EXERCISE: The expected output is a copy of every line in the records with the string "HeaderMap".

START RECORDS SHOWN

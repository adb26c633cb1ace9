use crate::extractors::dashboard_user::{bearer_token, query_token};
use crate::ws::frame::{ClientFrame, ErrorCode, ServerFrame};
use crate::AppState;
use axum::body::Bytes;
use axum::extract::ws::{Message, WebSocket, WebSocketUpgrade};
use axum::extract::{Path, Query, State};
use axum::http::{HeaderMap, Uri};
use axum::response::IntoResponse;
use domain::display_token as DisplayTokenApi;
use domain::jwt as JwtApi;
use events::Id;
use futures::stream::SplitSink;
use futures::{SinkExt, StreamExt};
use log::*;
use realtime::connection::{Audience, Connection, ConnectionId, Principal};
use serde::Deserialize;

#[derive(Debug, Deserialize)]
pub(crate) struct DashboardSocketParams {
    #[serde(default)]
    pub(crate) class_id: Option<Id>,
}

/// Who a socket was admitted as and what it initially follows.
#[derive(Debug, Clone, Copy)]
struct Admission {
    school_id: Id,
    class_filter: Option<Id>,
    audience: Audience,
    principal: Principal,
}

/// GET /ws/attendance
///
/// Dashboard socket. The bearer token comes from the Authorization header or
/// the `token` query parameter. Refused sockets receive one error frame and
/// are closed.
pub(crate) async fn dashboard_socket(
    ws: WebSocketUpgrade,
    State(app_state): State<AppState>,
    headers: HeaderMap,
    uri: Uri,
    Query(params): Query<DashboardSocketParams>,
) -> impl IntoResponse {
    let admission = match bearer_token(&headers).or_else(|| query_token(uri.query())) {
        None => Err(ErrorCode::AuthTokenMissing),
        Some(token) => JwtApi::authorize_dashboard(&app_state.config, &token)
            .map(|principal| Admission {
                school_id: principal.school_id,
                class_filter: params.class_id,
                audience: Audience::Dashboard,
                principal: Principal::User(principal.user_id),
            })
            .map_err(|e| {
                debug!("Refusing dashboard socket: {e}");
                ErrorCode::for_error(&e)
            }),
    };

    ws.on_upgrade(move |socket| async move {
        match admission {
            Ok(admission) => serve(socket, app_state, admission).await,
            Err(code) => refuse(socket, code).await,
        }
    })
}

/// GET /ws/display/{token}
///
/// Public-display socket, admitted by a display token in the path.
pub(crate) async fn display_socket(
    ws: WebSocketUpgrade,
    State(app_state): State<AppState>,
    Path(token): Path<String>,
) -> impl IntoResponse {
    let admission = DisplayTokenApi::validate(app_state.db_conn_ref(), &token)
        .await
        .map(|session| Admission {
            school_id: session.school_id,
            class_filter: None,
            audience: Audience::PublicDisplay,
            principal: Principal::DisplayToken(session.display_token_id),
        })
        .map_err(|e| {
            debug!("Refusing display socket: {e}");
            ErrorCode::for_error(&e)
        });

    ws.on_upgrade(move |socket| async move {
        match admission {
            Ok(admission) => serve(socket, app_state, admission).await,
            Err(code) => refuse(socket, code).await,
        }
    })
}

async fn refuse(mut socket: WebSocket, code: ErrorCode) {
    let frame = ServerFrame::error(code).to_json();
    if socket.send(Message::Text(frame.into())).await.is_ok() {
        let _ = socket.send(Message::Close(None)).await;
    }
}

// Bridges one socket to its hub connection until either side goes away.
async fn serve(socket: WebSocket, app_state: AppState, admission: Admission) {
    let (connection, mut outbound) = Connection::new(
        admission.school_id,
        admission.class_filter,
        admission.audience,
        admission.principal,
        app_state.config.connection_buffer_size,
    );
    let connection_id = app_state.hub.register(connection).await;
    info!(
        "{} connection {connection_id} opened for school {}",
        admission.audience, admission.school_id
    );

    let (mut sink, mut stream) = socket.split();

    let connected = ServerFrame::Connected {
        school_id: admission.school_id,
        audience: admission.audience.to_string(),
        class_id: admission.class_filter,
    };
    if send_frame(&mut sink, &connected).await.is_err() {
        app_state.hub.unregister(connection_id).await;
        return;
    }

    let mut ping = tokio::time::interval(app_state.config.ws_ping_interval());
    // The first tick completes immediately.
    ping.tick().await;

    loop {
        tokio::select! {
            frame = outbound.recv() => match frame {
                Some(frame) => {
                    if sink.send(Message::Text(frame.as_ref().into())).await.is_err() {
                        break;
                    }
                }
                // Evicted as a slow consumer, revoked, or the hub shut down.
                None => {
                    debug!("Connection {connection_id} dropped by the hub");
                    let _ = sink.send(Message::Close(None)).await;
                    break;
                }
            },
            incoming = stream.next() => match incoming {
                Some(Ok(Message::Text(text))) => {
                    if let Some(reply) = handle_client_frame(&app_state, connection_id, admission, text.as_str()).await {
                        if send_frame(&mut sink, &reply).await.is_err() {
                            break;
                        }
                    }
                }
                Some(Ok(Message::Close(_))) | None => break,
                Some(Ok(_)) => {}
                Some(Err(e)) => {
                    debug!("Connection {connection_id} receive error: {e}");
                    break;
                }
            },
            _ = ping.tick() => {
                if sink.send(Message::Ping(Bytes::new())).await.is_err() {
                    break;
                }
            }
        }
    }

    app_state.hub.unregister(connection_id).await;
    info!("{} connection {connection_id} closed", admission.audience);
}

async fn handle_client_frame(
    app_state: &AppState,
    connection_id: ConnectionId,
    admission: Admission,
    text: &str,
) -> Option<ServerFrame> {
    match serde_json::from_str::<ClientFrame>(text) {
        Ok(ClientFrame::Ping) => Some(ServerFrame::Pong),
        Ok(ClientFrame::Subscribe { payload }) => match admission.audience {
            Audience::Dashboard => {
                app_state
                    .hub
                    .set_class_filter(connection_id, payload.class_id)
                    .await;
                Some(ServerFrame::Subscribed {
                    class_id: payload.class_id,
                })
            }
            Audience::PublicDisplay => Some(ServerFrame::error(ErrorCode::UnsupportedMessage)),
        },
        Err(e) => {
            trace!("Ignoring unrecognized frame on {connection_id}: {e}");
            None
        }
    }
}

async fn send_frame(
    sink: &mut SplitSink<WebSocket, Message>,
    frame: &ServerFrame,
) -> Result<(), axum::Error> {
    sink.send(Message::Text(frame.to_json().into())).await
}
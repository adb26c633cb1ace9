use crate::Id;
use sea_orm::entity::prelude::*;
use serde::{Deserialize, Serialize};

#[derive(Clone, Debug, PartialEq, DeriveEntityModel, Serialize, Deserialize)]
#[sea_orm(table_name = "students")]
pub struct Model {
    #[sea_orm(primary_key)]
    pub id: Id,
    pub school_id: Id,
    /// Unset while a student is imported but not yet placed in a class.
    pub class_id: Option<Id>,
    /// School-local student number
    pub nis: String,
    /// National student identifier
    pub nisn: String,
    pub name: String,
    /// Only active students count towards attendance statistics.
    pub is_active: bool,
    pub created_at: DateTimeWithTimeZone,
    pub updated_at: DateTimeWithTimeZone,
}

#[derive(Copy, Clone, Debug, EnumIter, DeriveRelation)]
pub enum Relation {
    #[sea_orm(
        belongs_to = "super::schools::Entity",
        from = "Column::SchoolId",
        to = "super::schools::Column::Id",
        on_update = "NoAction",
        on_delete = "Cascade"
    )]
    Schools,
    #[sea_orm(
        belongs_to = "super::classes::Entity",
        from = "Column::ClassId",
        to = "super::classes::Column::Id",
        on_update = "NoAction",
        on_delete = "SetNull"
    )]
    Classes,
    #[sea_orm(has_many = "super::attendances::Entity")]
    Attendances,
    #[sea_orm(has_many = "super::student_parents::Entity")]
    StudentParents,
}

impl Related<super::schools::Entity> for Entity {
    fn to() -> RelationDef {
        Relation::Schools.def()
    }
}

impl Related<super::classes::Entity> for Entity {
    fn to() -> RelationDef {
        Relation::Classes.def()
    }
}

impl Related<super::attendances::Entity> for Entity {
    fn to() -> RelationDef {
        Relation::Attendances.def()
    }
}

impl Related<super::parents::Entity> for Entity {
    fn to() -> RelationDef {
        super::student_parents::Relation::Parents.def()
    }

    fn via() -> Option<RelationDef> {
        Some(super::student_parents::Relation::Students.def().rev())
    }
}

impl ActiveModelBehavior for ActiveModel {}
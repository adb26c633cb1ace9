use crate::Id;
use sea_orm::entity::prelude::*;
use serde::{Deserialize, Serialize};

#[derive(Clone, Debug, PartialEq, DeriveEntityModel, Serialize, Deserialize)]
#[sea_orm(table_name = "student_parents")]
pub struct Model {
    #[sea_orm(primary_key, auto_increment = false)]
    pub student_id: Id,
    #[sea_orm(primary_key, auto_increment = false)]
    pub parent_id: Id,
}

#[derive(Copy, Clone, Debug, EnumIter, DeriveRelation)]
pub enum Relation {
    #[sea_orm(
        belongs_to = "super::students::Entity",
        from = "Column::StudentId",
        to = "super::students::Column::Id",
        on_update = "NoAction",
        on_delete = "Cascade"
    )]
    Students,
    #[sea_orm(
        belongs_to = "super::parents::Entity",
        from = "Column::ParentId",
        to = "super::parents::Column::Id",
        on_update = "NoAction",
        on_delete = "Cascade"
    )]
    Parents,
}

impl Related<super::students::Entity> for Entity {
    fn to() -> RelationDef {
        Relation::Students.def()
    }
}

impl Related<super::parents::Entity> for Entity {
    fn to() -> RelationDef {
        Relation::Parents.def()
    }
}

impl ActiveModelBehavior for ActiveModel {}
use crate::Id;
use sea_orm::entity::prelude::*;
use serde::{Deserialize, Serialize};

#[derive(Clone, Debug, PartialEq, DeriveEntityModel, Serialize, Deserialize)]
#[sea_orm(table_name = "schools")]
pub struct Model {
    #[sea_orm(primary_key)]
    pub id: Id,
    pub name: String,
    pub is_active: bool,
    pub created_at: DateTimeWithTimeZone,
    pub updated_at: DateTimeWithTimeZone,
}

#[derive(Copy, Clone, Debug, EnumIter, DeriveRelation)]
pub enum Relation {
    #[sea_orm(has_many = "super::students::Entity")]
    Students,
    #[sea_orm(has_many = "super::classes::Entity")]
    Classes,
    #[sea_orm(has_many = "super::display_tokens::Entity")]
    DisplayTokens,
}

impl Related<super::students::Entity> for Entity {
    fn to() -> RelationDef {
        Relation::Students.def()
    }
}

impl Related<super::classes::Entity> for Entity {
    fn to() -> RelationDef {
        Relation::Classes.def()
    }
}

impl Related<super::display_tokens::Entity> for Entity {
    fn to() -> RelationDef {
        Relation::DisplayTokens.def()
    }
}

impl ActiveModelBehavior for ActiveModel {}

END RECORDS SHOWN

OUTPUT FOR THIS EXERCISE:
use axum::http::{HeaderMap, Uri};
    headers: HeaderMap,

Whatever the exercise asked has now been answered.